— Право, Варбург, я не шучу, — повторяю я и достаю сигарету. — Дайте, пожалуйста, зажигалку, и я все вам объясню.
Желтенький язычок, возникший на острие фитиля, удивительным образом рождает другой, более сильный свет — водитель задней машины в двадцатый раз включает фары. Мы только что объезжали здоровенную выбоину, и теперь преследователи повторяют наш маневр.
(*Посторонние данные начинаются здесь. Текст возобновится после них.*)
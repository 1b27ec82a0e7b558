use std::panic::{catch_unwind, AssertUnwindSafe};
use std::sync::Arc;

use parking_lot::RwLock;

/// A subscriber callback. Receives the resolved key of the file involved.
pub type EventCallback = Arc<dyn Fn(&str) + Send + Sync>;

#[derive(Clone, Copy, Debug, PartialEq, Eq, Hash)]
pub enum FileEvent {
    /// A `get_file` call resolved a local path.
    Requested,
    /// An upload completed and the remote assigned a version.
    Uploaded,
}

/// Ordered callback lists for file events.
///
/// Callbacks run synchronously on the firing thread, in registration order. A panicking
/// callback is logged and skipped; the remaining callbacks still run and the panic never reaches
/// the file operation that fired the event.
#[derive(Default)]
pub struct EventBus {
    requested: RwLock<Vec<EventCallback>>,
    uploaded: RwLock<Vec<EventCallback>>,
}

impl std::fmt::Debug for EventBus {
    fn fmt(&self, f: &mut std::fmt::Formatter<'_>) -> std::fmt::Result {
        f.debug_struct("EventBus")
            .field("requested", &self.requested.read().len())
            .field("uploaded", &self.uploaded.read().len())
            .finish()
    }
}

impl EventBus {
    pub fn new() -> Self {
        Self::default()
    }

    fn list(&self, event: FileEvent) -> &RwLock<Vec<EventCallback>> {
        match event {
            FileEvent::Requested => &self.requested,
            FileEvent::Uploaded => &self.uploaded,
        }
    }

    /// Append `callback` unless the same `Arc` is already registered. Returns whether it was added.
    pub fn subscribe(&self, event: FileEvent, callback: EventCallback) -> bool {
        let mut list = self.list(event).write();
        if list.iter().any(|existing| Arc::ptr_eq(existing, &callback)) {
            return false;
        }
        list.push(callback);
        true
    }

    /// Remove `callback` if registered. Returns whether it was present.
    pub fn unsubscribe(&self, event: FileEvent, callback: &EventCallback) -> bool {
        let mut list = self.list(event).write();
        let before = list.len();
        list.retain(|existing| !Arc::ptr_eq(existing, callback));
        list.len() != before
    }

    pub fn subscriber_count(&self, event: FileEvent) -> usize {
        self.list(event).read().len()
    }

    /// Invoke every callback registered for `event` with `key`.
    pub fn fire(&self, event: FileEvent, key: &str) {
        // Snapshot so callbacks may (un)subscribe without deadlocking.
        let callbacks: Vec<EventCallback> = self.list(event).read().clone();
        for (idx, callback) in callbacks.iter().enumerate() {
            if let Err(panic) = catch_unwind(AssertUnwindSafe(|| callback(key))) {
                let message = panic
                    .downcast_ref::<&str>()
                    .map(|s| (*s).to_string())
                    .or_else(|| panic.downcast_ref::<String>().cloned())
                    .unwrap_or_else(|| "<non-string panic payload>".to_string());
                tracing::warn!(
                    target = "replica.cache",
                    ?event,
                    key,
                    callback = idx,
                    panic = %message,
                    "file event callback panicked; continuing with remaining callbacks"
                );
            }
        }
    }
}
Я затягиваюсь и, опуская подробности, выкладываю Варбургу часть правды о Цоллере и нашей с ним сделке. Варбург слушает и молчит; черный профиль его словно приклеен к выбеленному луной окну. Я смотрю на него и вспоминаю парк и старика с артистическим бантом поверх блузы, удивительно ловко вырезавшего маникюрными ножничками силуэты — мой и одной моей знакомой. “Как у Репина!” — сказал старик, пряча в карман блузы деньги. Силуэты из темной бумаги, пришлепанные на картон, пахли клеем и были невероятно красивы. “Искусство облагораживает!” — сказал старик.
— Идиотизм! — холодно, разделяя слова, говорит Варбург.
Он наклоняется к переговорной трубе и снимает колпачок.
— Руди! В Галле повернем и поедем назад.
— В Берлин, — уточняю я.
— Сначала нужны доказательства.
— Какие? И что требуется доказать?
— Что это Цоллер, — бешено говорит Варбург. — Ваш советник Цоллер, а не случайный попутчик, пристроившийся нам в хвост! Впрочем, для вас лично это не многое меняет. Так или иначе — конец, с той лишь разницей, что вы умрете не в подвале и не один, а здесь и в компании с нами. Обидно будет, но ничего не поделаешь. Да, чертовски обидно, Одиссей!
— Не понимаю, — говорю я.
— Чего же проще: не думаете ли вы, что граф фон Варбург цу Троттен-Пфальц доставит советнику Цоллеру удовольствие освежевать его? Руди тоже это не подойдет. Поэтому мы сначала пристрелим вас, а уж потом…
— Возможны варианты, — бормочу я.
— Что?
— Да нет, вспомнил одно объявление в старой-престарой газете. Там было сказано: “Возможны варианты”. Вам этого не понять.
“Хорьх” уже знакомым путем выезжает за пределы пригородов, и теперь голубые маскировочные огни фонарей, угасая с расстоянием, отражаются в заднем стекле. Варбург поворачивается и, привстав на сиденье, приникает к окну. Перчаткой счищает белые папоротники, выращенные морозом.
— Вы правы, Одиссей. Это “хвост”.
— Я редко лгу, — скромно говорю я. — И только в силу необходимости.
— Скоро и это не понадобится.
— Возможны варианты, — повторяю я. — Не видите?
— О! Кого вы утешаете? Себя? Или меня?
— Не вас, разумеется. Уверен, что граф фон Варбург цу Троттен-Пфальц не проявит постыдного малодушия и доставит Цоллеру радость, добровольно взяв на себя грязную работу. Только мне это не улыбается. Я, представьте себе, большой жизнелюб и не намерен уходить, даже эффектно хлопая дверью напоследок.